The invention relates generally to non-invasive imaging such as single photon emission computed tomography (SPECT) imaging. More particularly, the invention relates to cross-slit collimators for use in non-invasive imaging.
SPECT is used for a wide variety of imaging applications, such as medical imaging. In general, SPECT systems are imaging systems that are configured to generate an image based upon the impact of photons (generated by a nuclear decay event) against a gamma-ray detector. In medical and research contexts, these detected photons may be processed to formulate an image of organs or tissues beneath the skin.
To produce an image, one or more detector assemblies may be rotated around a subject. Detector assemblies are typically comprised of a plurality of structures working together to receive and process the incoming photons. For instance, the detector assembly may utilize a scintillator assembly (e.g., large sodium iodide scintillator plates) to convert the photons into light for detection by an optical sensor. This scintillator assembly may be coupled by a light guide to multiple photomultiplier tubes (PMTs) or other light sensors that convert the light from the scintillator assembly into an electric signal. In addition to the scintillator assembly-PMT combination, pixilated solid-state direct conversion detectors (e.g., CZT) may also be used to generate electric signals from the impact of the photons. This electric signal can be easily transferred, converted, and processed by electronic modules in a data acquisition module to facilitate viewing and manipulation by clinicians.

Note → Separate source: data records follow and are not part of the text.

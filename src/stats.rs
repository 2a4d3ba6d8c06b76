use std::{collections::HashMap, fmt};

use log::debug;
use serde::{Deserialize, Serialize};

use crate::{
    data::{parse_numeric, round_half_up},
    dataset::Dataset,
    profile::{ColumnProfile, ColumnType},
};

/// Descriptive statistics for a numerical column, kept at full precision.
#[derive(Debug, Clone, Copy, Serialize, Deserialize, PartialEq)]
pub struct NumericSummary {
    pub count: usize,
    pub mean: f64,
    /// Lower middle element for an even sample size.
    pub median: f64,
    pub min: f64,
    pub max: f64,
    /// Population standard deviation (divides by `n`).
    pub std_dev: f64,
}

impl NumericSummary {
    /// Presentation copy with every statistic rounded to two decimals.
    pub fn rounded(&self) -> Self {
        Self {
            count: self.count,
            mean: round_half_up(self.mean, 2),
            median: round_half_up(self.median, 2),
            min: round_half_up(self.min, 2),
            max: round_half_up(self.max, 2),
            std_dev: round_half_up(self.std_dev, 2),
        }
    }
}

/// Soft per-column failure; rendered as `N/A` in the report.
#[derive(Debug, Clone, PartialEq, Eq, Serialize, Deserialize)]
pub struct NotComputable {
    pub reason: String,
}

impl NotComputable {
    pub fn new(reason: impl Into<String>) -> Self {
        Self {
            reason: reason.into(),
        }
    }
}

impl fmt::Display for NotComputable {
    fn fmt(&self, f: &mut fmt::Formatter<'_>) -> fmt::Result {
        write!(f, "N/A ({})", self.reason)
    }
}

pub type ColumnStatistics = Result<NumericSummary, NotComputable>;

/// Statistics for every numerical column, keyed by column name.
pub fn summarize_numeric_columns(
    dataset: &Dataset,
    profiles: &[ColumnProfile],
) -> HashMap<String, ColumnStatistics> {
    profiles
        .iter()
        .filter(|profile| profile.inferred_type == ColumnType::Numerical)
        .map(|profile| {
            let stats = match dataset.column_index(&profile.name) {
                Some(idx) => summarize_column(dataset, idx),
                None => Err(NotComputable::new("column not found")),
            };
            if let Err(reason) = &stats {
                debug!("Column '{}' statistics skipped: {}", profile.name, reason.reason);
            }
            (profile.name.clone(), stats)
        })
        .collect()
}

/// Statistics over the cells of one column that parse as numbers. Empty,
/// absent and non-numeric cells are skipped.
pub fn summarize_column(dataset: &Dataset, column_index: usize) -> ColumnStatistics {
    let mut accumulator = NumericAccumulator::default();
    for cell in dataset.column_values(column_index).flatten() {
        if let Some(value) = parse_numeric(cell) {
            accumulator.add(value);
        }
    }
    accumulator.finish()
}

#[derive(Debug, Default)]
pub struct NumericAccumulator {
    values: Vec<f64>,
    sum: f64,
    min: Option<f64>,
    max: Option<f64>,
}

impl NumericAccumulator {
    pub fn add(&mut self, value: f64) {
        self.sum += value;
        self.min = Some(self.min.map_or(value, |current| current.min(value)));
        self.max = Some(self.max.map_or(value, |current| current.max(value)));
        self.values.push(value);
    }

    pub fn finish(mut self) -> ColumnStatistics {
        let (Some(min), Some(max)) = (self.min, self.max) else {
            return Err(NotComputable::new("no numeric values"));
        };
        let count = self.values.len();
        let n = count as f64;
        let mut mean = self.sum / n;
        if !mean.is_finite() {
            // running sum overflowed; divide before adding
            mean = self.values.iter().map(|value| value / n).sum();
        }
        let std_dev = population_std_dev(&self.values, mean, min.abs().max(max.abs()));
        self.values.sort_by(f64::total_cmp);
        let median = self.values[count / 2];
        Ok(NumericSummary {
            count,
            mean,
            median,
            min,
            max,
            std_dev,
        })
    }
}

/// Two-pass population standard deviation. Deviations are rescaled by
/// `magnitude` when squaring them directly would overflow.
fn population_std_dev(values: &[f64], mean: f64, magnitude: f64) -> f64 {
    let n = values.len() as f64;
    let variance = values
        .iter()
        .map(|value| (value - mean).powi(2))
        .sum::<f64>()
        / n;
    if variance.is_finite() || magnitude == 0.0 {
        return variance.sqrt();
    }
    let scaled_mean = mean / magnitude;
    let scaled_variance = values
        .iter()
        .map(|value| (value / magnitude - scaled_mean).powi(2) / n)
        .sum::<f64>();
    scaled_variance.sqrt() * magnitude
}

Typically, SPECT systems further include a collimator assembly that may be attached to the front of the gamma-ray detector. In general, the collimator assembly is designed to absorb photons such that only photons traveling in certain directions impact the detector assembly. For example, multi-hole collimators comprised of multiple, small-diameter channels separated by lead septa have been used. With these multi-hole collimators, photons that are not traveling through the channels in a direction generally parallel to the lead septa are absorbed. In addition, while parallel-hole collimators are typically used, collimators also may have converging holes for image magnification or diverging holes for minifying the image. For improved resolution, a pinhole collimator may be used. By way of example, an improved image resolution may be obtained with a pinhole collimator, e.g., if the subject is closer to the pinhole than the pinhole is to the gamma-ray detector.
While current SPECT systems have been used successfully, these systems have a number of disadvantages. For instance, rotation of the gamma-ray detectors along with the corresponding collimator assemblies around the subject typically requires large and expensive positioning systems capable of rotating the equipment with the needed precision. In addition, extended examination times are typically required because the detector assemblies must be rotated around the subject to obtain images from multiple angles around the subject. Moreover, current systems also do not provide the desired resolution and sensitivity. By way of example, the sensitivity of SPECT systems with multi-hole collimators may be reduced because only photons traveling in a direction generally parallel to the axis of the holes pass through the collimator. For similar reasons, SPECT systems with multi-hole collimators also may not provide the desired positional resolution.
Accordingly, it would be desirable to provide an imaging system with improved positional resolution and sensitivity while also having reduced examination times and simpler positioning systems.